I just wanted us to be more than an MP3 blog. I didn’t give a stuff about us getting there first, so long as when we got there, we did a good job on the thing. To hell with getting in on the ground floor. Look through these highlights we’ve picked - some of them made number one. Some of them blew up big. But for all them, there’s The Research, Helen Love, Rachel Stevens, Keak da Sneak, Marit Larsen - outside The Jukebox, these songs really didn’t amount to a hill of beans, but they still stuck with us. Just cos they didn’t go on to be massive hits (Marit ain’t done shit outside of Norway, Rachel Stevens got to number 12 in the UK but her career’s been in limbo ever since) doesn’t mean they aren’t still amazing, and we’re no less proud of them today than we were when we reviewed them. This wasn’t about trend-spotting, this wasn’t about having our fingers on the pulse - it was about trying to get excited, about having a belief that pop music could be inexhaustible in its capacity to take you to new places, show you new things. This all sounds hopelessly naive, I know, but goddamnit I can’t help it.
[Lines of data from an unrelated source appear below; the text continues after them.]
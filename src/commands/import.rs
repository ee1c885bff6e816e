//! `lg import`: add files to the baseline and rebase the topic branch onto it.
//!
//! All validation happens before the first mutating git command. After that the
//! sequence is stash (if dirty), switch to baseline, commit, switch back,
//! rebase, unstash. A stopped rebase leaves git's own conflict state in place
//! for the user to resolve; the stash is then left for them to pop.

use crate::core::{
    commit_message::import_message,
    context::RepoContext,
    error::{LgError, Result},
    git::{CommitOutcome, GitRepo, StageMode, Vcs},
    marker::is_marker,
    print_info, print_success,
};
use std::collections::BTreeSet;
use std::env;
use std::path::{Component, Path, PathBuf};

const STASH_MESSAGE: &str = "lg import";

#[derive(Debug, Clone, PartialEq, Eq)]
pub struct ImportSummary {
    /// Repository-relative paths that were imported
    pub paths: Vec<String>,
    pub message: String,
    /// False when git found nothing to commit
    pub committed: bool,
    /// Whether uncommitted edits were stashed and restored
    pub stashed: bool,
}

pub fn execute_import(paths: Vec<PathBuf>) -> Result<()> {
    let cwd = env::current_dir()?;
    let git_repo = GitRepo::open(&cwd)?;
    let ctx = RepoContext::load(&git_repo)?;

    let summary = import_paths(&ctx, &git_repo, &cwd, &paths)?;

    if summary.committed {
        print_success(&format!(
            "{} (rebased '{}' onto '{}')",
            summary.message,
            ctx.current.as_deref().unwrap_or_default(),
            ctx.baseline
        ));
    } else {
        print_info("Nothing new to commit on the baseline; topic branch rebased");
    }
    if summary.stashed {
        print_info("Uncommitted edits were stashed and restored");
    }
    Ok(())
}

/// Import `args` (relative to `cwd`) into the baseline branch
pub fn import_paths(
    ctx: &RepoContext,
    vcs: &dyn Vcs,
    cwd: &Path,
    args: &[PathBuf],
) -> Result<ImportSummary> {
    let topic = ctx.require_topic()?.to_string();
    let paths = validate_paths(ctx, vcs, cwd, args)?;
    let message = import_message(&paths);

    let stashed = if vcs.has_uncommitted_changes()? {
        log::info!("stashing uncommitted edits on '{topic}'");
        vcs.stash_push(STASH_MESSAGE)?;
        true
    } else {
        false
    };

    if let Err(e) = vcs.checkout(&ctx.baseline) {
        restore_stash(vcs, stashed)?;
        return Err(e);
    }

    let outcome = vcs
        .stage(&paths, StageMode::Force)
        .and_then(|_| vcs.commit(&message, false));
    let committed = match outcome {
        Ok(CommitOutcome::Committed) => true,
        Ok(CommitOutcome::NothingToCommit) => {
            log::warn!("baseline commit had nothing to commit: {message}");
            false
        }
        Err(e) => {
            vcs.checkout(&topic)?;
            restore_stash(vcs, stashed)?;
            return Err(e);
        }
    };

    vcs.checkout(&topic)?;
    if let Err(e) = vcs.rebase(&ctx.baseline) {
        log::debug!("rebase failed: {e}");
        let hint = if stashed {
            "resolve the conflicts, run 'git rebase --continue', then 'git stash pop' to restore your uncommitted edits"
        } else {
            "resolve the conflicts and run 'git rebase --continue'"
        };
        return Err(LgError::RebaseStopped {
            branch: topic,
            onto: ctx.baseline.clone(),
            hint: hint.to_string(),
        });
    }

    restore_stash(vcs, stashed)?;

    Ok(ImportSummary {
        paths,
        message,
        committed,
        stashed,
    })
}

fn restore_stash(vcs: &dyn Vcs, stashed: bool) -> Result<()> {
    if !stashed {
        return Ok(());
    }
    vcs.stash_pop().map_err(|e| LgError::StashRestoreFailed {
        stderr: e.to_string(),
    })
}

/// Resolve every argument to a root-relative path, failing on the first
/// missing, outside, bookkeeping or already-baselined one
fn validate_paths(
    ctx: &RepoContext,
    vcs: &dyn Vcs,
    cwd: &Path,
    args: &[PathBuf],
) -> Result<Vec<String>> {
    if args.is_empty() {
        return Err(LgError::NothingToImport);
    }

    let baselined = vcs.tracked_files(&ctx.baseline)?;
    let mut seen = BTreeSet::new();
    let mut paths = Vec::with_capacity(args.len());

    for arg in args {
        let relative = relative_to_root(&ctx.root, cwd, arg)?;
        if is_marker(&relative) {
            return Err(LgError::MarkerFile { path: arg.clone() });
        }
        if baselined.contains(&relative) {
            return Err(LgError::already_baselined(relative));
        }
        if seen.insert(relative.clone()) {
            paths.push(relative);
        }
    }
    Ok(paths)
}

/// Canonicalize `arg` and express it relative to `root` with `/` separators
fn relative_to_root(root: &Path, cwd: &Path, arg: &Path) -> Result<String> {
    let joined = cwd.join(arg);
    let real = joined
        .canonicalize()
        .map_err(|_| LgError::file_not_found(arg))?;
    if !real.is_file() {
        return Err(LgError::NotAFile {
            path: arg.to_path_buf(),
        });
    }

    let relative = real
        .strip_prefix(root)
        .map_err(|_| LgError::outside_root(&real, root))?;

    let mut parts = Vec::new();
    for component in relative.components() {
        match component {
            Component::Normal(part) => parts.push(part.to_str().ok_or(LgError::InvalidUtf8Path)?),
            _ => return Err(LgError::outside_root(&real, root)),
        }
    }
    if parts.is_empty() {
        return Err(LgError::NotAFile {
            path: arg.to_path_buf(),
        });
    }
    Ok(parts.join("/"))
}
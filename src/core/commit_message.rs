//! Commit message for baseline imports.

use std::path::Path;

/// Widest message kept on one line
pub const MESSAGE_WIDTH: usize = 77;
const PREFIX: &str = "Import ";
const ELLIPSIS: &str = "...";

/// Message for importing `paths` (repository-relative).
///
/// Full paths if they fit in [`MESSAGE_WIDTH`], basenames otherwise, and a
/// truncated basename list ending in `...` as a last resort.
pub fn import_message(paths: &[String]) -> String {
    let full = format!("{PREFIX}{}", paths.join(" "));
    if full.chars().count() <= MESSAGE_WIDTH {
        return full;
    }

    let basenames: Vec<String> = paths
        .iter()
        .map(|path| {
            Path::new(path)
                .file_name()
                .map(|name| name.to_string_lossy().into_owned())
                .unwrap_or_else(|| path.clone())
        })
        .collect();
    let short = format!("{PREFIX}{}", basenames.join(" "));
    if short.chars().count() <= MESSAGE_WIDTH {
        return short;
    }

    let keep = MESSAGE_WIDTH - ELLIPSIS.len();
    let mut truncated: String = short.chars().take(keep).collect();
    truncated.push_str(ELLIPSIS);
    truncated
}
//! Workspace management and setup utilities
//!
//! Provides functions for creating temporary workspaces, running the `lg`
//! binary inside them, and inspecting the resulting git state.

#![allow(dead_code)]

use assert_cmd::cargo::cargo_bin;
use assert_cmd::prelude::*;
use lg::core::error::{LgError, Result};
use std::fs;
use std::path::{Path, PathBuf};
use std::process::Command;
use tempfile::TempDir;

/// A temporary workspace. Both TempDirs must be kept alive for the duration
/// of the test to prevent cleanup.
pub struct TestRepo {
    pub temp_dir: TempDir,
    /// Isolated XDG config home so a developer's lg config never leaks in
    pub config_dir: TempDir,
    pub path: PathBuf,
}

impl TestRepo {
    /// Get the workspace path as a reference
    pub fn path(&self) -> &Path {
        &self.path
    }

    /// `lg` command running in this workspace
    pub fn lg(&self) -> Command {
        self.lg_in(&self.path)
    }

    /// `lg` command running in `dir` with this workspace's isolated environment
    pub fn lg_in(&self, dir: &Path) -> Command {
        let mut cmd = Command::new(cargo_bin("lg"));
        isolate(&mut cmd, self.config_dir.path());
        cmd.current_dir(dir);
        cmd
    }

    /// Run git in the workspace and return stdout, failing on a non-zero exit
    pub fn git(&self, args: &[&str]) -> Result<String> {
        git_in(&self.path, self.config_dir.path(), args)
    }

    pub fn current_branch(&self) -> Result<String> {
        Ok(self.git(&["rev-parse", "--abbrev-ref", "HEAD"])?.trim().to_string())
    }

    /// Subjects of the commits reachable from `rev`, newest first
    pub fn subjects(&self, rev: &str) -> Result<Vec<String>> {
        Ok(self
            .git(&["log", "--format=%s", rev])?
            .lines()
            .map(str::to_string)
            .collect())
    }

    /// Paths touched by the commit `rev`
    pub fn touched(&self, rev: &str) -> Result<Vec<String>> {
        Ok(self
            .git(&["show", "--name-only", "--format=", rev])?
            .lines()
            .filter(|line| !line.is_empty())
            .map(str::to_string)
            .collect())
    }
}

/// Pin git identity and config so tests behave the same on every machine
fn isolate(cmd: &mut Command, config_home: &Path) {
    cmd.env("GIT_AUTHOR_NAME", "Test User")
        .env("GIT_AUTHOR_EMAIL", "test@example.com")
        .env("GIT_COMMITTER_NAME", "Test User")
        .env("GIT_COMMITTER_EMAIL", "test@example.com")
        .env("GIT_CONFIG_NOSYSTEM", "1")
        .env("NO_COLOR", "1")
        .env("XDG_CONFIG_HOME", config_home)
        .env_remove("LG_REMOTE_DIR")
        .env_remove("LG_P4");
}

fn git_in(dir: &Path, config_home: &Path, args: &[&str]) -> Result<String> {
    let mut cmd = Command::new("git");
    isolate(&mut cmd, config_home);
    let output = cmd.args(args).current_dir(dir).output()?;
    if !output.status.success() {
        return Err(LgError::git_command_failed(
            args,
            String::from_utf8_lossy(&output.stderr),
        ));
    }
    Ok(String::from_utf8_lossy(&output.stdout).into_owned())
}

/// Sets up an empty workspace directory with no git metadata
pub fn setup_workspace() -> Result<TestRepo> {
    let temp_dir = TempDir::new()?;
    let config_dir = TempDir::new()?;
    let path = temp_dir.path().canonicalize()?;
    Ok(TestRepo {
        temp_dir,
        config_dir,
        path,
    })
}

/// Sets up a plain git repository without lg branches
pub fn setup_plain_git_repo() -> Result<TestRepo> {
    let repo = setup_workspace()?;
    repo.git(&["init", "-q"])?;
    Ok(repo)
}

/// Sets up a workspace initialized by `lg init`, on topic branch `work`
pub fn setup_lg_repo() -> Result<TestRepo> {
    let repo = setup_workspace()?;
    repo.lg().arg("init").assert().success();
    Ok(repo)
}

/// Creates a file with specified content, creating parent directories
pub fn create_file(repo_path: &Path, filename: &str, content: &str) -> Result<()> {
    let path = repo_path.join(filename);
    if let Some(parent) = path.parent() {
        fs::create_dir_all(parent)?;
    }
    fs::write(path, content)?;
    Ok(())
}

/// Removes a file from the filesystem (not from git)
pub fn remove_file(repo_path: &Path, filename: &str) -> Result<()> {
    fs::remove_file(repo_path.join(filename))?;
    Ok(())
}

/// Creates multiple test files with distinct content
pub fn create_test_files(repo_path: &Path, filenames: &[&str]) -> Result<()> {
    for (i, filename) in filenames.iter().enumerate() {
        let content = format!("content{}\nline 2\nline 3\n", i + 1);
        create_file(repo_path, filename, &content)?;
    }
    Ok(())
}

/// Writes an executable stand-in for `p4` into `dir` and returns its path.
///
/// `p4 info` reports `client_root`. Every invocation is appended to
/// `dir/p4.log`. The command whose arguments equal `reject` (for example
/// `edit d`) is refused the way p4 does in `-s` mode: an `error:` line and a
/// zero exit status.
#[cfg(unix)]
pub fn create_fake_p4(dir: &Path, client_root: &Path, reject: &str) -> Result<PathBuf> {
    use std::os::unix::fs::PermissionsExt;

    let script = format!(
        r#"#!/bin/sh
echo "$*" >> "{log}"
if [ "$1" = "info" ]; then
  echo "User name: tester"
  echo "Client root: {root}"
  exit 0
fi
shift
if [ "$*" = "{reject}" ]; then
  echo "error: $2 - file(s) not on client."
  echo "exit: 1"
  exit 0
fi
echo "info: $* - opened"
echo "exit: 0"
"#,
        log = dir.join("p4.log").display(),
        root = client_root.display(),
        reject = reject,
    );
    let path = dir.join("p4");
    fs::write(&path, script)?;
    fs::set_permissions(&path, fs::Permissions::from_mode(0o755))?;
    Ok(path)
}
By and large, I’m damn proud of this place.
Oh, enough rambling. Seeing as how everyone else has picked out one highlight, here’s mine:
Her name’s Vitaa, and she never actually made it into the Jukebox for reasons I can’t remember. I found her in the midst of that flurry of French stuff we had about a month ago. The song of hers I fell for was entitled ‘A Fleur de Toi’. Her MySpace is here, the video of the song is here. It’s the most incredibly constructed ballad I’ve heard in goodness knows how long, and it feels completely wrenching. You’ll like it, dammit. You bloody well will.
Thanks to all the writers. Thanks to all the readers. I’m off to reclaim my sleep patterns. Goodnight.